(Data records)
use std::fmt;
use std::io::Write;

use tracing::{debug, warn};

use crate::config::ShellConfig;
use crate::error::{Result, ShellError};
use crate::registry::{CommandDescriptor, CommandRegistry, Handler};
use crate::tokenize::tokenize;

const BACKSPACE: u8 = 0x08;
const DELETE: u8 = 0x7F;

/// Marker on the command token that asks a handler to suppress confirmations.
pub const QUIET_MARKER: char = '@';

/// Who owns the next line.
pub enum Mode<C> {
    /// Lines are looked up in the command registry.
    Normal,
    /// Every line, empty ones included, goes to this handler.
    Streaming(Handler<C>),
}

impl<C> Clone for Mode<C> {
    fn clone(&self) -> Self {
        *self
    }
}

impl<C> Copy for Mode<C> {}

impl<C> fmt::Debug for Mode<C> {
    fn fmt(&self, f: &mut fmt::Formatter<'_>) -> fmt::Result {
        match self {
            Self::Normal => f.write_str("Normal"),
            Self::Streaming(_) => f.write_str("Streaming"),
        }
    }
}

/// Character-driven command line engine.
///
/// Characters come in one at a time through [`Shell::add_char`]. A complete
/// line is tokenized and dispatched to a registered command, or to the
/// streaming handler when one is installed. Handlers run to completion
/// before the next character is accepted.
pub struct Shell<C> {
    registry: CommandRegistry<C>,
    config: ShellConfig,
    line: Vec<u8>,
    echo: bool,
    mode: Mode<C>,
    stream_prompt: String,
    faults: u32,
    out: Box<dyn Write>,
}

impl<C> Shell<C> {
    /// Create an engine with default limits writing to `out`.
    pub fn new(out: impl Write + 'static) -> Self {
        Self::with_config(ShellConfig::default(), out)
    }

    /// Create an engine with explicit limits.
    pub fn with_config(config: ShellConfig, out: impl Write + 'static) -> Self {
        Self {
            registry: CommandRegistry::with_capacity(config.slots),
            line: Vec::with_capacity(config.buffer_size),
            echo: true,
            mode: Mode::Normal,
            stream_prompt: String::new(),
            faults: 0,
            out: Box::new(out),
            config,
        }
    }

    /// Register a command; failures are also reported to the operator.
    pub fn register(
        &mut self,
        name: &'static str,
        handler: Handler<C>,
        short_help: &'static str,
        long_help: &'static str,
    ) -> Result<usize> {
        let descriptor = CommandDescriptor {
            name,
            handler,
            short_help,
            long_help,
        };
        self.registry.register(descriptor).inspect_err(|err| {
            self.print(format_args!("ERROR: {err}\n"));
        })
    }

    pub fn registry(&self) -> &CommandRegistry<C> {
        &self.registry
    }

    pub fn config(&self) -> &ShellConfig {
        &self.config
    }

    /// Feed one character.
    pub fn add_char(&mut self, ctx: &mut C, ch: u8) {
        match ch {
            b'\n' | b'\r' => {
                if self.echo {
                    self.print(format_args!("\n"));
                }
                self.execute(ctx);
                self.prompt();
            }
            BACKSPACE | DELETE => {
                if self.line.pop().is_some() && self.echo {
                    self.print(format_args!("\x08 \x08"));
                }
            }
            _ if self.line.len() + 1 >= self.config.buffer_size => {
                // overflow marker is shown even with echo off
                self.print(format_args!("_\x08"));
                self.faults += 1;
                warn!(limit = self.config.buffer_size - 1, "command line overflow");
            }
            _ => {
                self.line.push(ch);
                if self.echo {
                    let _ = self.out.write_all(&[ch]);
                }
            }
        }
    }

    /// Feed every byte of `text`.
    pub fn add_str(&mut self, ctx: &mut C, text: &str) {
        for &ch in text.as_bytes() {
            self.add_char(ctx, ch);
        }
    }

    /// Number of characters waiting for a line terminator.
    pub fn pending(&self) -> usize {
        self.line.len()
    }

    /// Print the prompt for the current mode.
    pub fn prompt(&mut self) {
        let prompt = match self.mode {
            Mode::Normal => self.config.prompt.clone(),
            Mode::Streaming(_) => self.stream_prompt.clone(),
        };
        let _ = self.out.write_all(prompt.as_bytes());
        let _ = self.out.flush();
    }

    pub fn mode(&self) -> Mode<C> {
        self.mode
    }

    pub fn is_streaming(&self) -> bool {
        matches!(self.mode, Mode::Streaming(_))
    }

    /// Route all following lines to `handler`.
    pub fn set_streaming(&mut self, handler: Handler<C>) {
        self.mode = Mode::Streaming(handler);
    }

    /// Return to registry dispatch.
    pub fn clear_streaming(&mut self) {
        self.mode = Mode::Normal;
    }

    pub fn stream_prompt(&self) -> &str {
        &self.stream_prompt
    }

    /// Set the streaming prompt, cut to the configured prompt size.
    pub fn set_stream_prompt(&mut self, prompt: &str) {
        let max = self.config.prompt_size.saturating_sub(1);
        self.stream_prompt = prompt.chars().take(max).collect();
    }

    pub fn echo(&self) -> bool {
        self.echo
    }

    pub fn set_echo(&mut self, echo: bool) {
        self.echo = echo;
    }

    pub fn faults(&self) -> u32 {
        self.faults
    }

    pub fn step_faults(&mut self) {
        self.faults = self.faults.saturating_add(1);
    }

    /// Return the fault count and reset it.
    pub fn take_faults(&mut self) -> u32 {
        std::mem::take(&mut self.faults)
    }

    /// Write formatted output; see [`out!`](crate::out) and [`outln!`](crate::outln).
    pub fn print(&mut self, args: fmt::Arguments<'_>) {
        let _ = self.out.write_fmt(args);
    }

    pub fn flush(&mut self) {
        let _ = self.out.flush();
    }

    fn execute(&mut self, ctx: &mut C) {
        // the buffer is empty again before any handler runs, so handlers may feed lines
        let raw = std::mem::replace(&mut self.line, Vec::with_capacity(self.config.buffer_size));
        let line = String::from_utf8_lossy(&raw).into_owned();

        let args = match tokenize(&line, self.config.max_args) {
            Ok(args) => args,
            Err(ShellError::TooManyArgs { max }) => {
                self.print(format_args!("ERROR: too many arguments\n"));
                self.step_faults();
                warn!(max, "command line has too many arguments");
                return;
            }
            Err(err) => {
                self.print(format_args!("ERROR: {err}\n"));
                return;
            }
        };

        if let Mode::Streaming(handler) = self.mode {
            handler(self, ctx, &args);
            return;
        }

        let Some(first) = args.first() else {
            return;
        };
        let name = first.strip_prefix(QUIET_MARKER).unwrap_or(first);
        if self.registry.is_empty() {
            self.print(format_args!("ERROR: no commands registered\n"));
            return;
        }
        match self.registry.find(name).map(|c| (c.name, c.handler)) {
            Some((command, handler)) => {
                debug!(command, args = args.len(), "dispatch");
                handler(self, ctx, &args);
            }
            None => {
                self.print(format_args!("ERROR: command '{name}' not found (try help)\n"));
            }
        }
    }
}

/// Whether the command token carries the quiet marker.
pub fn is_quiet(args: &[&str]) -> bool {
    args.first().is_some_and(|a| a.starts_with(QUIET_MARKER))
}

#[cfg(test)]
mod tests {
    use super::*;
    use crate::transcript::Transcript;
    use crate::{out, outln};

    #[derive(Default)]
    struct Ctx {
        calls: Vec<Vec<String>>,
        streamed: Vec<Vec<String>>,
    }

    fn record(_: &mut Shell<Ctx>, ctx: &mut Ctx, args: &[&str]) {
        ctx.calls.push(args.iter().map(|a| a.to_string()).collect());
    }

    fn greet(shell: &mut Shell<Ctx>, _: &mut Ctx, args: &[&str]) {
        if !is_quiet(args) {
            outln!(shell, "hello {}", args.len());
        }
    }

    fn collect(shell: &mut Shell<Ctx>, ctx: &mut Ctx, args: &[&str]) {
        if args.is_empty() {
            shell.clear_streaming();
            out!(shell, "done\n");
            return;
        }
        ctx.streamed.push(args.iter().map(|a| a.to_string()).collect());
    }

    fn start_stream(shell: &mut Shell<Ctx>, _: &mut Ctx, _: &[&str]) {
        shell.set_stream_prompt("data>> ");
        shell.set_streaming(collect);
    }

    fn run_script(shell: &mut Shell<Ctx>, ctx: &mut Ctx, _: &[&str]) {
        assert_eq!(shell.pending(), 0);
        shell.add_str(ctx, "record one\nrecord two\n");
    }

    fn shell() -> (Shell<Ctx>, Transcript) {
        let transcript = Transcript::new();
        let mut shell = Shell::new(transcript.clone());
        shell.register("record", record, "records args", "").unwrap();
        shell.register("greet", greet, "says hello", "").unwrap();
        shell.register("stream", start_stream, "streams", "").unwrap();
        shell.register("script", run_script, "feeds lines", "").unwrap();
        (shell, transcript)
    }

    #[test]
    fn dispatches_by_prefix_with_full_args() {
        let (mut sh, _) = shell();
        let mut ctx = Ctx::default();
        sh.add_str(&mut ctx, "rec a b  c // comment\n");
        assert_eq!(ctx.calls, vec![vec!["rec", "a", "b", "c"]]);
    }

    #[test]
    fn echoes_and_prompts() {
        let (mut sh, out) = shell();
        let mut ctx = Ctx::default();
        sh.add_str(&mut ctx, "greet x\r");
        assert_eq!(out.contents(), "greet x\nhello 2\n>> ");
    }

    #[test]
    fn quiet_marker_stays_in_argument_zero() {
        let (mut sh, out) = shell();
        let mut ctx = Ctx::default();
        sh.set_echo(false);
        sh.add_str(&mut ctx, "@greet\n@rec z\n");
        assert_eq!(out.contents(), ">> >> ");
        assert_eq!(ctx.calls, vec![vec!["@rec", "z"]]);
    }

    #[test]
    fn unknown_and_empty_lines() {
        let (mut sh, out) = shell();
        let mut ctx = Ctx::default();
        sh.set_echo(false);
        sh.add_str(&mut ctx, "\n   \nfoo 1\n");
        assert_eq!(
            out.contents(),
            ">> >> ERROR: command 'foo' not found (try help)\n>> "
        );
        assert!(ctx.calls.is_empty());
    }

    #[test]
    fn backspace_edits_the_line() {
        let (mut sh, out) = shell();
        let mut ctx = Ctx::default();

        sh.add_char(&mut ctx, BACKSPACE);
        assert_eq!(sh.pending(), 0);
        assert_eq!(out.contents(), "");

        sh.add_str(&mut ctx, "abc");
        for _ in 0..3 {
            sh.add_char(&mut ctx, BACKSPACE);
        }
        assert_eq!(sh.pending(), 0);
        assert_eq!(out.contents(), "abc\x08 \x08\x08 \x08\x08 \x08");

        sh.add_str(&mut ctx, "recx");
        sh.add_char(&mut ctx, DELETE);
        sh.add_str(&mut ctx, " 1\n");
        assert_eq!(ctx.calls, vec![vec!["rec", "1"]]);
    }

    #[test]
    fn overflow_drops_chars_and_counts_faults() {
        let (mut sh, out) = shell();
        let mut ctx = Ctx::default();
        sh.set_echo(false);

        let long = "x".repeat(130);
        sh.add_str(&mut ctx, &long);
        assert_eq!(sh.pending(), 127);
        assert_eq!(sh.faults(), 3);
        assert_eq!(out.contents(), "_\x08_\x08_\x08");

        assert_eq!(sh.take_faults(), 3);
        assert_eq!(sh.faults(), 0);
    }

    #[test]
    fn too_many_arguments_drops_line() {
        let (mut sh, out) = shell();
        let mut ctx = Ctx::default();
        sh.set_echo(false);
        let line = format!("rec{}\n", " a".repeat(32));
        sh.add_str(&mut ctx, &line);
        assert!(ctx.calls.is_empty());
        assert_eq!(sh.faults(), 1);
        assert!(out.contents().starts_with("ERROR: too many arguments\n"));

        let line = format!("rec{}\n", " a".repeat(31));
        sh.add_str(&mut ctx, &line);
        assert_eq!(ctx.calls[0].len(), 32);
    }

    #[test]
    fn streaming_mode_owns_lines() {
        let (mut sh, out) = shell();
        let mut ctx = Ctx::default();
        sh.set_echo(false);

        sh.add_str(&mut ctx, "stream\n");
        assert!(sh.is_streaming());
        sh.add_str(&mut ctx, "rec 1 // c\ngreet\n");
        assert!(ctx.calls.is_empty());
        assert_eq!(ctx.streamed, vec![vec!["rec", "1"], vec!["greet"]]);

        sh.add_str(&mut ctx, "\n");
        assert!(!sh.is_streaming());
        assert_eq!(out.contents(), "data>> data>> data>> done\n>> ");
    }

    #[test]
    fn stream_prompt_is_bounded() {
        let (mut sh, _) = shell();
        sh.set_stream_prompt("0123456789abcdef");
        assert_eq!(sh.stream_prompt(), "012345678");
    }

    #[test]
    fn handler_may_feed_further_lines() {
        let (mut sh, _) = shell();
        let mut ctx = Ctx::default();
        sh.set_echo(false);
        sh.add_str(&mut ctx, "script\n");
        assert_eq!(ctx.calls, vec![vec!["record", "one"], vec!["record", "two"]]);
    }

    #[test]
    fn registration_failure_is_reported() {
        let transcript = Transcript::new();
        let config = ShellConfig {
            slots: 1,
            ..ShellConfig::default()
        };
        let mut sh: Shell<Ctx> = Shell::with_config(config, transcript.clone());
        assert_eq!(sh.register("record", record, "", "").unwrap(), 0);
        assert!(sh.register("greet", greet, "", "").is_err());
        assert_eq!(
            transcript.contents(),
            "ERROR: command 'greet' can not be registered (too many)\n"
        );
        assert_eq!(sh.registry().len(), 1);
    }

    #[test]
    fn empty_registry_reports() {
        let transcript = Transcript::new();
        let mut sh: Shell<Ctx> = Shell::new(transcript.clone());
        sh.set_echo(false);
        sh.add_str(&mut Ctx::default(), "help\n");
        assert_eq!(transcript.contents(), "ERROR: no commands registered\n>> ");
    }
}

> [To do] The lines above, from the start of the records through the one containing "Characters come in", are to be printed exactly, and nothing else is to be included.

> [Solved problem]
use std::fmt;
use std::io::Write;

use tracing::{debug, warn};

use crate::config::ShellConfig;
use crate::error::{Result, ShellError};
use crate::registry::{CommandDescriptor, CommandRegistry, Handler};
use crate::tokenize::tokenize;

const BACKSPACE: u8 = 0x08;
const DELETE: u8 = 0x7F;

/// Marker on the command token that asks a handler to suppress confirmations.
pub const QUIET_MARKER: char = '@';

/// Who owns the next line.
pub enum Mode<C> {
    /// Lines are looked up in the command registry.
    Normal,
    /// Every line, empty ones included, goes to this handler.
    Streaming(Handler<C>),
}

impl<C> Clone for Mode<C> {
    fn clone(&self) -> Self {
        *self
    }
}

impl<C> Copy for Mode<C> {}

impl<C> fmt::Debug for Mode<C> {
    fn fmt(&self, f: &mut fmt::Formatter<'_>) -> fmt::Result {
        match self {
            Self::Normal => f.write_str("Normal"),
            Self::Streaming(_) => f.write_str("Streaming"),
        }
    }
}

/// Character-driven command line engine.
///
/// Characters come in one at a time through [`Shell::add_char`]. A complete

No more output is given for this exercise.